TASK BRIEF: Filter the data below for the string "CommunicationError" and copy each matching line.

:: DATA EXCERPTS

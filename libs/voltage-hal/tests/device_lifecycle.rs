//! Lifecycle, state guard and data-path tests for the simulated device

// Allow unwrap() in tests for cleaner test code
#![allow(clippy::disallowed_methods)]

mod common;

use std::time::Duration;

use common::{changes_at, device_with_events, drain, quiet_config, state_changes};
use voltage_hal::catalog::{addr, ENV_SENSOR_DEVICE_ID};
use voltage_hal::{
    BitField, ByteOrder, CancellationToken, CommErrorKind, CommunicationConfig, ConnectionState,
    Device, DeviceEvent, FaultInjectionConfig, HalError, LatencyConfig, ProtocolKind,
    ProtocolSettings, ResetKind, SimulatorConfig,
};

use ConnectionState::*;

// ============================================================================
// State machine
// ============================================================================

#[tokio::test]
async fn test_initialize_reaches_ready() {
    let (device, mut rx) = device_with_events(quiet_config());
    let cancel = CancellationToken::new();

    assert!(device.initialize(&cancel).await.unwrap());

    let events = drain(&mut rx);
    assert_eq!(
        state_changes(&events),
        vec![(Uninitialized, Initializing), (Initializing, Ready)]
    );
    // Normal preset enables continuous measurement
    assert_eq!(changes_at(&events, addr::CONTROL), vec![(0x00, 0x05)]);

    // initialise on a ready device is a no-op
    assert!(device.initialize(&cancel).await.unwrap());
    assert!(state_changes(&drain(&mut rx)).is_empty());
}

#[tokio::test]
async fn test_operations_require_ready_and_never_touch_registers() {
    let (device, mut rx) = device_with_events(quiet_config());
    let cancel = CancellationToken::new();
    let locks_before = device.register_lock_count();

    let read = device.read_register(addr::CONTROL, 1, &cancel).await.unwrap();
    let write = device.write_register(addr::CONTROL, &[0x01], &cancel).await.unwrap();
    let word = device
        .read_u16(addr::TEMPERATURE, ByteOrder::LittleEndian, &cancel)
        .await
        .unwrap();

    assert_eq!(read.error_kind(), Some(CommErrorKind::HardwareError));
    assert_eq!(write.error_kind(), Some(CommErrorKind::HardwareError));
    assert_eq!(word.unwrap_err().kind, CommErrorKind::HardwareError);
    assert_eq!(device.register_lock_count(), locks_before);

    let stats = device.statistics();
    assert_eq!(stats.total_transactions, 3);
    assert_eq!(stats.failed_transactions, 3);

    let errors = drain(&mut rx)
        .into_iter()
        .filter(|e| matches!(e, DeviceEvent::CommunicationError { .. }))
        .count();
    assert_eq!(errors, 3);
}

#[tokio::test]
async fn test_release_is_idempotent_and_blocks_io() {
    let (device, mut rx) = device_with_events(quiet_config());
    let cancel = CancellationToken::new();
    device.initialize(&cancel).await.unwrap();
    drain(&mut rx);

    device.release().await.unwrap();
    device.release().await.unwrap();
    assert_eq!(state_changes(&drain(&mut rx)), vec![(Ready, Uninitialized)]);

    let locks_before = device.register_lock_count();
    let read = device.read_register(addr::STATUS, 1, &cancel).await.unwrap();
    assert_eq!(read.error_kind(), Some(CommErrorKind::HardwareError));
    assert_eq!(device.register_lock_count(), locks_before);
}

#[tokio::test]
async fn test_reset_requires_started_device() {
    let (device, _rx) = device_with_events(quiet_config());
    let err = device
        .reset(ResetKind::Soft, &CancellationToken::new())
        .await
        .unwrap_err();
    assert!(matches!(err, HalError::InvalidState(_)));
}

#[tokio::test]
async fn test_identification_fault_ends_in_error_until_reset() {
    let mut config = quiet_config();
    config.fault_injection = FaultInjectionConfig {
        enabled: true,
        probability: 1.0,
    };
    let (device, mut rx) = device_with_events(config);
    let cancel = CancellationToken::new();

    assert!(!device.initialize(&cancel).await.unwrap());
    let events = drain(&mut rx);
    assert_eq!(
        state_changes(&events),
        vec![(Uninitialized, Initializing), (Initializing, Error)]
    );
    assert!(events
        .iter()
        .any(|e| matches!(e, DeviceEvent::CommunicationError { kind, .. } if kind.is_bus_fault())));

    device
        .set_fault_injection(FaultInjectionConfig {
            enabled: false,
            probability: 0.0,
        })
        .unwrap();
    assert!(device.reset(ResetKind::Soft, &cancel).await.unwrap());
    assert_eq!(
        state_changes(&drain(&mut rx)),
        vec![(Error, Resetting), (Resetting, Ready)]
    );
}
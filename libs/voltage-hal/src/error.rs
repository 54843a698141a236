//! Hardware Abstraction Error Types
//!
//! Two distinct failure channels exist in this crate:
//!
//! - [`CommErrorKind`] classifies *bus outcomes*. These are never returned as
//!   `Err`; they travel inside a [`DeviceDataResult`](crate::device::DeviceDataResult).
//! - [`HalError`] and [`BitFieldError`] describe *caller misuse* (disposed device,
//!   malformed address range, bit-field descriptor out of bounds). These are the
//!   `Err` side of every fallible call.

use serde::{Deserialize, Serialize};
use thiserror::Error;

/// Result type for voltage-hal operations
pub type Result<T> = std::result::Result<T, HalError>;

// ============================================================================
// Bus outcome taxonomy
// ============================================================================

/// Structured kind of a failed bus transaction
#[derive(Debug, Clone, Copy, PartialEq, Eq, Hash, Serialize, Deserialize)]
pub enum CommErrorKind {
    /// No response within the configured timeout (also used for cancellation)
    Timeout,
    /// Target did not acknowledge its address or a data byte
    NoAcknowledge,
    /// Arbitration loss, stuck line or similar electrical fault
    BusError,
    /// Payload arrived but failed integrity checks
    DataCorruption,
    /// CRC/PEC mismatch
    ChecksumError,
    /// Register address not defined, or access right violated
    AddressError,
    /// Malformed request framing
    ProtocolError,
    /// Device not in a state that allows bus activity
    HardwareError,
    Unknown,
}

impl CommErrorKind {
    /// Kinds the fault injector may produce
    pub const BUS_FAULTS: [CommErrorKind; 5] = [
        CommErrorKind::Timeout,
        CommErrorKind::NoAcknowledge,
        CommErrorKind::BusError,
        CommErrorKind::DataCorruption,
        CommErrorKind::ChecksumError,
    ];

    /// Whether this kind models an electrical/bus-level condition
    pub fn is_bus_fault(&self) -> bool {
        Self::BUS_FAULTS.contains(self)
    }

    /// Human readable text for display layers
    pub fn friendly_message(&self) -> &'static str {
        match self {
            CommErrorKind::Timeout => "The device did not respond in time",
            CommErrorKind::NoAcknowledge => "The device did not acknowledge the request",
            CommErrorKind::BusError => "A bus error interrupted the transfer",
            CommErrorKind::DataCorruption => "The received data was corrupted",
            CommErrorKind::ChecksumError => "The data checksum did not match",
            CommErrorKind::AddressError => "The register address is not available",
            CommErrorKind::ProtocolError => "The request was not understood by the device",
            CommErrorKind::HardwareError => "The device is not ready for communication",
            CommErrorKind::Unknown => "An unknown communication error occurred",
        }
    }
}

impl std::fmt::Display for CommErrorKind {
    fn fmt(&self, f: &mut std::fmt::Formatter<'_>) -> std::fmt::Result {
        match self {
            CommErrorKind::Timeout => write!(f, "TIMEOUT"),
            CommErrorKind::NoAcknowledge => write!(f, "NACK"),
            CommErrorKind::BusError => write!(f, "BUS_ERROR"),
            CommErrorKind::DataCorruption => write!(f, "DATA_CORRUPTION"),
            CommErrorKind::ChecksumError => write!(f, "CHECKSUM_ERROR"),
            CommErrorKind::AddressError => write!(f, "ADDRESS_ERROR"),
            CommErrorKind::ProtocolError => write!(f, "PROTOCOL_ERROR"),
            CommErrorKind::HardwareError => write!(f, "HARDWARE_ERROR"),
            CommErrorKind::Unknown => write!(f, "UNKNOWN"),
        }
    }
}

// ============================================================================
// Bit-field codec errors
// ============================================================================

/// Bit-field codec contract violations
#[derive(Debug, Error, Clone, PartialEq, Eq)]
pub enum BitFieldError {
    #[error("Buffer is empty")]
    EmptyBuffer,

    #[error("Value {value} exceeds field maximum {max}")]
    ValueOutOfRange { value: u64, max: u64 },

    #[error("Invalid bit width: {0} (expected 1..=32)")]
    InvalidBitWidth(u8),

    #[error("Invalid bit position: {0} (expected 0..=31, position + width <= 32)")]
    InvalidBitPosition(u8),
}

// ============================================================================
// Caller misuse
// ============================================================================

/// Programming-contract violations raised by devices and the data model
#[derive(Debug, Error, Clone, PartialEq)]
pub enum HalError {
    /// Device was disposed and can no longer be used
    #[error("Device disposed: {0}")]
    Disposed(String),

    /// Requested range is empty or wraps the address space
    #[error("Invalid address range: 0x{address:04X} + {length}")]
    InvalidAddressRange { address: u32, length: usize },

    /// Lifecycle operation not allowed from the current state
    #[error("Invalid state: {0}")]
    InvalidState(String),

    /// Configuration rejected by validation
    #[error("Invalid configuration: {field}: {reason}")]
    InvalidConfig { field: String, reason: String },

    #[error("Bit field error: {0}")]
    BitField(#[from] BitFieldError),

    #[error("Register not found: 0x{0:04X}")]
    RegisterNotFound(u32),

    #[error("Bit field not found: {register}.{field}")]
    FieldNotFound { register: String, field: String },
}

impl HalError {
    pub fn disposed(device_id: impl Into<String>) -> Self {
        HalError::Disposed(device_id.into())
    }

    pub fn invalid_state(msg: impl Into<String>) -> Self {
        HalError::InvalidState(msg.into())
    }

    pub fn invalid_config(field: impl Into<String>, reason: impl Into<String>) -> Self {
        HalError::InvalidConfig {
            field: field.into(),
            reason: reason.into(),
        }
    }
}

::::

FINISHED EXERCISE:
        .filter(|e| matches!(e, DeviceEvent::CommunicationError { .. }))
        .any(|e| matches!(e, DeviceEvent::CommunicationError { kind, .. } if kind.is_bus_fault())));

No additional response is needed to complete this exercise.